カルシウムを野菜から摂ろうと考えると、小松菜がおススメですが、一日のどこかで牛乳、ヨーグルト、チーズ等の乳製品を食べる事が必要であると考えられます。

【鉄の推奨量

×鉄は一日分の青汁だけではかなり不足します。

青汁粉末10g男性18歳以上女性18歳以上
0.29mg7.3mg10.6mg
月経ない場合7.3mg

青汁で鉄分は期待出来ません。

野菜では圧倒的に小松菜がおススメです。

他に鉄分の多い食材は「豚レバー」「しじみ」「豆乳」がおススメです。

食物繊維の目標量】

×食物繊維は一日分の青汁だけではかなり不足します。

青汁粉末10g男性18歳以上女性18歳以上
2.8g20~21g17~18g

青汁は食物繊維を期待できません。

生のケールと比べ、粉末の青汁になる事により、大幅に食物繊維の量が減っている事がわかりますが、これは製造過程あるいは、飲みやすくする為に取り除かれた結果でしょうか。

考察

野菜に期待される栄養は食物繊維、ビタミン類、カルシウム等のミネラルが考えられます。

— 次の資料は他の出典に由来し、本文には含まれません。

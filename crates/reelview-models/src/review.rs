use chrono::{DateTime, Utc};
use serde::{Deserialize, Serialize};

/// A persisted review record from the `reviews` collection.
///
/// `movie_title` and `movie_poster` are denormalized snapshots of the
/// catalog entry at the time the review was written; they are not kept
/// in sync with upstream catalog changes.
#[derive(Debug, Clone, Serialize, Deserialize, PartialEq)]
#[serde(rename_all = "camelCase")]
pub struct Review {
    pub id: String,
    pub movie_id: u32,
    pub movie_title: String,
    pub movie_poster: String,
    pub user_id: String,
    pub user_name: String,
    pub rating: u8,
    pub comment: String,
    #[serde(default)]
    pub helpful: u32,
    // Legacy records can lack timestamps; they sort as oldest
    #[serde(skip_serializing_if = "Option::is_none")]
    pub created_at: Option<DateTime<Utc>>,
    #[serde(skip_serializing_if = "Option::is_none")]
    pub updated_at: Option<DateTime<Utc>>,
}

/// Input to review creation. The store assigns the id; the service
/// stamps `helpful`, `created_at`, and `updated_at`.
#[derive(Debug, Clone, Serialize, Deserialize, PartialEq)]
#[serde(rename_all = "camelCase")]
pub struct ReviewDraft {
    pub movie_id: u32,
    pub movie_title: String,
    pub movie_poster: String,
    pub user_id: String,
    pub user_name: String,
    pub rating: u8,
    pub comment: String,
}

/// Partial update for an existing review. Only `rating` and `comment`
/// are mutable; identity and snapshot fields are immutable after
/// creation.
#[derive(Debug, Clone, Default, Serialize, Deserialize, PartialEq)]
pub struct ReviewPatch {
    pub rating: Option<u8>,
    pub comment: Option<String>,
}

impl ReviewPatch {
    pub fn is_empty(&self) -> bool {
        self.rating.is_none() && self.comment.is_none()
    }
}

/// Equality filters for listing reviews. Absence of all fields returns
/// the whole collection.
#[derive(Debug, Clone, Default, PartialEq, Eq)]
pub struct ReviewFilter {
    pub movie_id: Option<u32>,
    pub user_id: Option<String>,
    pub limit: Option<usize>,
}

impl ReviewFilter {
    pub fn for_movie(movie_id: u32) -> Self {
        Self {
            movie_id: Some(movie_id),
            ..Self::default()
        }
    }

    pub fn for_user(user_id: impl Into<String>) -> Self {
        Self {
            user_id: Some(user_id.into()),
            ..Self::default()
        }
    }
}

/// Aggregate over the whole review collection.
#[derive(Debug, Clone, Serialize, Deserialize, PartialEq)]
#[serde(rename_all = "camelCase")]
pub struct ReviewStats {
    pub total_reviews: u32,
    /// Mean rating rounded to one decimal place, 0.0 when empty.
    pub average_rating: f64,
    /// Count of reviews per star, index 0 = one star.
    pub rating_distribution: [u32; 5],
}
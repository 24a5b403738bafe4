use thiserror::Error;

/// Error taxonomy surfaced by the document-store boundary.
///
/// The variants mirror the failure codes the hosted store reports;
/// anything the store does not classify arrives as `Other` and is
/// mapped to a generic user-facing message upstream.
#[derive(Debug, Error)]
pub enum StoreError {
    #[error("permission denied")]
    PermissionDenied,

    #[error("unauthenticated")]
    Unauthenticated,

    #[error("store unavailable: {0}")]
    Unavailable(String),

    /// The store rejected the operation due to its own state, most
    /// commonly a missing composite index on a filtered query.
    #[error("failed precondition: {0}")]
    FailedPrecondition(String),

    #[error("record not found")]
    NotFound,

    #[error("{0}")]
    Other(String),
}
pub mod movie;
pub mod profile;
pub mod review;
pub mod validation;

pub use movie::{MovieDetails, MoviePage, MovieSummary, MovieVideo, TrendingWindow};
pub use profile::{ProfileRecord, UserStats};
pub use review::{Review, ReviewDraft, ReviewFilter, ReviewPatch, ReviewStats};
use crate::error::StoreError;
use crate::traits::DocumentStore;
use async_trait::async_trait;
use chrono::{DateTime, Utc};
use reelview_models::{ProfileRecord, Review, ReviewFilter, ReviewPatch, UserStats};
use std::collections::HashMap;
use std::sync::atomic::{AtomicBool, AtomicU64, Ordering};
use tokio::sync::RwLock;
use tracing::debug;

/// In-process document store backed by maps. Used by the test suite
/// and as the offline backend when no hosted store is configured.
///
/// Ids are assigned sequentially, so sorting by id reproduces
/// insertion order.
#[derive(Default)]
pub struct MemoryStore {
    reviews: RwLock<HashMap<String, Review>>,
    profiles: RwLock<HashMap<String, ProfileRecord>>,
    next_id: AtomicU64,
    offline: AtomicBool,
}

impl MemoryStore {
    pub fn new() -> Self {
        Self::default()
    }

    /// Simulate the hosted store's network being disabled; every
    /// operation fails with `Unavailable` until re-enabled.
    pub fn set_offline(&self, offline: bool) {
        self.offline.store(offline, Ordering::SeqCst);
    }

    fn check_online(&self) -> Result<(), StoreError> {
        if self.offline.load(Ordering::SeqCst) {
            return Err(StoreError::Unavailable("network disabled".to_string()));
        }
        Ok(())
    }

    fn assign_id(&self) -> String {
        let n = self.next_id.fetch_add(1, Ordering::SeqCst) + 1;
        format!("rev{:06}", n)
    }
}

#[async_trait]
impl DocumentStore for MemoryStore {
    fn store_name(&self) -> &str {
        "memory"
    }

    fn supports_atomic_increment(&self) -> bool {
        // Writes go through a single RwLock, so the increment is atomic
        // from the caller's point of view.
        true
    }

    async fn insert_review(&self, review: &Review) -> Result<String, StoreError> {
        self.check_online()?;
        let id = self.assign_id();
        let mut stored = review.clone();
        stored.id = id.clone();
        self.reviews.write().await.insert(id.clone(), stored);
        debug!(id = %id, "inserted review");
        Ok(id)
    }

    async fn get_review(&self, id: &str) -> Result<Review, StoreError> {
        self.check_online()?;
        self.reviews
            .read()
            .await
            .get(id)
            .cloned()
            .ok_or(StoreError::NotFound)
    }

    async fn query_reviews(&self, filter: &ReviewFilter) -> Result<Vec<Review>, StoreError> {
        self.check_online()?;
        let reviews = self.reviews.read().await;
        let mut matched: Vec<Review> = reviews
            .values()
            .filter(|r| filter.movie_id.map_or(true, |m| r.movie_id == m))
            .filter(|r| {
                filter
                    .user_id
                    .as_deref()
                    .map_or(true, |u| r.user_id == u)
            })
            .cloned()
            .collect();
        // Deterministic base order (insertion order via sequential ids)
        matched.sort_by(|a, b| a.id.cmp(&b.id));
        if let Some(limit) = filter.limit {
            matched.truncate(limit);
        }
        Ok(matched)
    }

    async fn update_review(
        &self,
        id: &str,
        patch: &ReviewPatch,
        updated_at: DateTime<Utc>,
    ) -> Result<(), StoreError> {
        self.check_online()?;
        let mut reviews = self.reviews.write().await;
        let review = reviews.get_mut(id).ok_or(StoreError::NotFound)?;
        if let Some(rating) = patch.rating {
            review.rating = rating;
        }
        if let Some(ref comment) = patch.comment {
            review.comment = comment.clone();
        }
        review.updated_at = Some(updated_at);
        Ok(())
    }

    async fn set_helpful(&self, id: &str, helpful: u32) -> Result<(), StoreError> {
        self.check_online()?;
        let mut reviews = self.reviews.write().await;
        let review = reviews.get_mut(id).ok_or(StoreError::NotFound)?;
        review.helpful = helpful;
        Ok(())
    }

    async fn increment_helpful(&self, id: &str) -> Result<(), StoreError> {
        self.check_online()?;
        let mut reviews = self.reviews.write().await;
        let review = reviews.get_mut(id).ok_or(StoreError::NotFound)?;
        review.helpful += 1;
        Ok(())
    }

    async fn delete_review(&self, id: &str) -> Result<(), StoreError> {
        self.check_online()?;
        self.reviews
            .write()
            .await
            .remove(id)
            .map(|_| ())
            .ok_or(StoreError::NotFound)
    }

    async fn get_profile(&self, user_id: &str) -> Result<ProfileRecord, StoreError> {
        self.check_online()?;
        self.profiles
            .read()
            .await
            .get(user_id)
            .cloned()
            .ok_or(StoreError::NotFound)
    }

    async fn put_profile(
        &self,
        user_id: &str,
        profile: &ProfileRecord,
    ) -> Result<(), StoreError> {
        self.check_online()?;
        self.profiles
            .write()
            .await
            .insert(user_id.to_string(), profile.clone());
        Ok(())
    }

    async fn update_profile_stats(
        &self,
        user_id: &str,
        stats: UserStats,
        updated_at: DateTime<Utc>,
    ) -> Result<(), StoreError> {
        self.check_online()?;
        let mut profiles = self.profiles.write().await;
        let profile = profiles.get_mut(user_id).ok_or(StoreError::NotFound)?;
        profile.total_reviews = stats.total_reviews;
        profile.average_rating = stats.average_rating;
        profile.updated_at = Some(updated_at);
        Ok(())
    }
}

青汁の栄養を観ると、1日分のβカロテン、ビタミンCは補給できるものの、他の栄養が非常に少ないものが多く見られます。

その為、青汁を飲んでいるから野菜が足りているという事にはなりません。

野菜を食べるメリット

忙しい中で、野菜を食べるのは面倒の様に思えますが、多くのメリットがあります。

①栄養豊富

ブロッコリーや小松菜などの高栄養の野菜は簡単に量を食べる事が出来、しっかり栄養を摂る事ができます。

50~100gくらいの野菜は軽く食べられるのではないでしょうか。

②食事のかさが増える

野菜は低カロリーな物が多い為、食事の際、サラダやお浸し、肉、魚料理のお供にする事によって、食事の量が増えます。

これにより、低カロリーで食事を満足する事が出来ます。

1日10g程度の最大量の青汁を使用しようと思うと、300円~400円程度のコストが掛かるのではないでしょうか。

③経済的

旬の野菜を買った方が経済的で明らかに高栄養です。

結論

青汁は野菜の代わりにはならない。

青汁はあくまでも、かなり補助的なものであると思います。

費用面、栄養面から観ても日々野菜を食べる習慣を設ける事が必要だと思います。